TO DO | In the records below, the line with "self.dropped.fetch_add(1, Ordering::Relaxed);" opens the range and the line with "let (tx, rx)" closes it; print that range exactly and nothing else.

EXERCISE INPUTS |
· · ·
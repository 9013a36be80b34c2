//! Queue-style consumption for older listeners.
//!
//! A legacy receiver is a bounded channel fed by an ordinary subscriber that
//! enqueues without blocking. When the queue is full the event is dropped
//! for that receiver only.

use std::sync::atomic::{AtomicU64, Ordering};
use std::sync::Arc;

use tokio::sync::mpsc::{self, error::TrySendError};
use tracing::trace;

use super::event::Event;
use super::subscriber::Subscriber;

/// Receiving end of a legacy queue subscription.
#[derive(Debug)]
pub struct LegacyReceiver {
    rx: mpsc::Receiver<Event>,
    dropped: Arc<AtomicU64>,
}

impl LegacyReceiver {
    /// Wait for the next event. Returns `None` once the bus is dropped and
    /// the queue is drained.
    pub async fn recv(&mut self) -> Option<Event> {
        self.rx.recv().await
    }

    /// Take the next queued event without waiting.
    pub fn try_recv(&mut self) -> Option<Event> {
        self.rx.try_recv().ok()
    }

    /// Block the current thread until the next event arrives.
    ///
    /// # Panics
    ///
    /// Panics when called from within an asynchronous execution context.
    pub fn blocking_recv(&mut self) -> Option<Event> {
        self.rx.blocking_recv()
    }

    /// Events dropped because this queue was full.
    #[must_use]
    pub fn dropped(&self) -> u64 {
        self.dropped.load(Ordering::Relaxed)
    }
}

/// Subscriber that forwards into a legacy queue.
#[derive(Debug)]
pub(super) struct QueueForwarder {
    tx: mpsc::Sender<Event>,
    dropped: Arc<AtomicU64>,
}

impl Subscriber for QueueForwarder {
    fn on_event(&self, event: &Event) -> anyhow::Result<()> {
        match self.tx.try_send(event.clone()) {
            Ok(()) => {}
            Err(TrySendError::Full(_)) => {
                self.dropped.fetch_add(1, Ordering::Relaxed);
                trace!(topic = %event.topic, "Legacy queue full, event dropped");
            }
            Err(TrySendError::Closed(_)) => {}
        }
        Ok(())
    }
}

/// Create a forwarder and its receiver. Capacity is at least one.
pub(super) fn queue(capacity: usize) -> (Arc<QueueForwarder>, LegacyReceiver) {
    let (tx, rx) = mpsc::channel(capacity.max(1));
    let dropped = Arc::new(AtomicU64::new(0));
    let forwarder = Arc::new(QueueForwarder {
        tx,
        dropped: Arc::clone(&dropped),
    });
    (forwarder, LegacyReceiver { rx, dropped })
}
· · ·
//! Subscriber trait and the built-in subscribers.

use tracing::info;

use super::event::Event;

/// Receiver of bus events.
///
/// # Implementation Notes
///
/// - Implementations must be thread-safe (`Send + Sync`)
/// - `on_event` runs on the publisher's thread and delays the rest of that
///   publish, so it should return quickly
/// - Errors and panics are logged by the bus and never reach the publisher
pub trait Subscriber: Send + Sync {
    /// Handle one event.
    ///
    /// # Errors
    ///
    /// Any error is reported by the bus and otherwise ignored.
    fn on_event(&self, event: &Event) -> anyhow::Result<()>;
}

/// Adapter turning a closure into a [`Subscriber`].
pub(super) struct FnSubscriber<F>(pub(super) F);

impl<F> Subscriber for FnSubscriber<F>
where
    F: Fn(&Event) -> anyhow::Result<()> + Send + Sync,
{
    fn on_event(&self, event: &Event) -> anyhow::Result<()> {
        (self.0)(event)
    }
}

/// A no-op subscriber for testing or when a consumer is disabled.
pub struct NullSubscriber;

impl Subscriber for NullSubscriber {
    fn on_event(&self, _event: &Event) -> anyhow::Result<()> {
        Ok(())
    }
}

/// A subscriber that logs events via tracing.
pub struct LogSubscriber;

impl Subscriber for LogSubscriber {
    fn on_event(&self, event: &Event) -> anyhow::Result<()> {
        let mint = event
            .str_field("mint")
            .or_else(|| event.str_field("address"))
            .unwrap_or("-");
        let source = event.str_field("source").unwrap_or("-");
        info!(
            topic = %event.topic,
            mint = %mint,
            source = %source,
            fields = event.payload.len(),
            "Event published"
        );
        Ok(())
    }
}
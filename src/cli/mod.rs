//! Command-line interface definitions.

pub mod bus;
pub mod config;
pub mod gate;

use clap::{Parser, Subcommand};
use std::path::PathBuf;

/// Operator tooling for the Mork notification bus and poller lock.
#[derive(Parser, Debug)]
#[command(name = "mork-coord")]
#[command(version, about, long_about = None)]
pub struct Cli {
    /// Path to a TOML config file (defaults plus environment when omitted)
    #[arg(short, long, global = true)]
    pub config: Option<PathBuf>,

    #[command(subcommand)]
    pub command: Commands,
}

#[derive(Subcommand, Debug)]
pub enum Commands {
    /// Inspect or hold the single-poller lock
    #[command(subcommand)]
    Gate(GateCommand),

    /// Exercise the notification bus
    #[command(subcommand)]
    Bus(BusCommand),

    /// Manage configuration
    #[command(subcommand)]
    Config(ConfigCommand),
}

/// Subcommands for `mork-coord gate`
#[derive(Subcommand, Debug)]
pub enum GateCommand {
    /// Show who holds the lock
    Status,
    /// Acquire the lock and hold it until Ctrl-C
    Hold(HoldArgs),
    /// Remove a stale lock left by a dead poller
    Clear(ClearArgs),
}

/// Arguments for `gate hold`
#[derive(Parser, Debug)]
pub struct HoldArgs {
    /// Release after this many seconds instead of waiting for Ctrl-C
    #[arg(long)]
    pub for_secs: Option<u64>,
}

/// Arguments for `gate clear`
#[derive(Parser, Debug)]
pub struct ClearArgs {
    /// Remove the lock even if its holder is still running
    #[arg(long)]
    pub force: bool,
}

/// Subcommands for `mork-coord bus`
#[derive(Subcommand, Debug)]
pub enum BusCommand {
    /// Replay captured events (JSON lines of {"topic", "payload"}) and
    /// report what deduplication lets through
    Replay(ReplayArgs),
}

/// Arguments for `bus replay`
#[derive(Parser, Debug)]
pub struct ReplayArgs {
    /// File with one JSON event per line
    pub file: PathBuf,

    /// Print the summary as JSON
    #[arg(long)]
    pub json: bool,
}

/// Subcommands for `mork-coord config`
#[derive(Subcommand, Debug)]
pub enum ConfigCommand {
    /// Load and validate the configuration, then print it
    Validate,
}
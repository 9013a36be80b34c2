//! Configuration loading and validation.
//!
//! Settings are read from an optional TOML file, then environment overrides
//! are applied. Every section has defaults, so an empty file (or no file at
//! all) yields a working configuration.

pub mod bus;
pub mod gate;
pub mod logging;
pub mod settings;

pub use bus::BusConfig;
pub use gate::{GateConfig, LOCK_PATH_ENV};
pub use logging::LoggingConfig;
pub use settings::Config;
· · ·
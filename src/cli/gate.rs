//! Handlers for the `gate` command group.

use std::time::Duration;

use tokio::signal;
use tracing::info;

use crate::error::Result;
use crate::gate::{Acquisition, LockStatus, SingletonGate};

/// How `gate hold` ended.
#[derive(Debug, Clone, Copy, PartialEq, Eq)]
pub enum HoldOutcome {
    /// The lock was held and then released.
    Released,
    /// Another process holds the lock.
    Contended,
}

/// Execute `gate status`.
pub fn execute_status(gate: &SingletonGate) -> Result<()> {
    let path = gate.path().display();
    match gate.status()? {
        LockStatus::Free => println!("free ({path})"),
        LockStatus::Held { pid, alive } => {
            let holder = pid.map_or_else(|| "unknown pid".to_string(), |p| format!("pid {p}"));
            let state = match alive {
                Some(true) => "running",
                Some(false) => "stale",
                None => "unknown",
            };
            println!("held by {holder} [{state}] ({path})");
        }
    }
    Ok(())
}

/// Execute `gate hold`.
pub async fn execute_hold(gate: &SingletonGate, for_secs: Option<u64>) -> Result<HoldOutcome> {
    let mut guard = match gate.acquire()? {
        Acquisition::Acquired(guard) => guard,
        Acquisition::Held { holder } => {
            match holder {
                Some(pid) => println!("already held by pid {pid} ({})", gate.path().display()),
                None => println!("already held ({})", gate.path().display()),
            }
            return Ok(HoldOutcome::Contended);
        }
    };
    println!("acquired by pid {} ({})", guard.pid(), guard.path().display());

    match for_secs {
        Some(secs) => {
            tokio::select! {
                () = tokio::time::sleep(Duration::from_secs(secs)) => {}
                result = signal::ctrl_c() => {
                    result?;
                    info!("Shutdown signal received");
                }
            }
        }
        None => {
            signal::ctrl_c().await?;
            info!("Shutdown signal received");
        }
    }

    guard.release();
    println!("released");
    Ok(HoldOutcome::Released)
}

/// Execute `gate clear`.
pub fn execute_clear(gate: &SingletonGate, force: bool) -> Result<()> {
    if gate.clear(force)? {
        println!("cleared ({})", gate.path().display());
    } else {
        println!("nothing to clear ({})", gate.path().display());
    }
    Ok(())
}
· · ·
ANSWER TO THIS TASK |
                self.dropped.fetch_add(1, Ordering::Relaxed);
                trace!(topic = %event.topic, "Legacy queue full, event dropped");
            }
            Err(TrySendError::Closed(_)) => {}
        }
        Ok(())
    }
}

/// Create a forwarder and its receiver. Capacity is at least one.
pub(super) fn queue(capacity: usize) -> (Arc<QueueForwarder>, LegacyReceiver) {
    let (tx, rx) = mpsc::channel(capacity.max(1));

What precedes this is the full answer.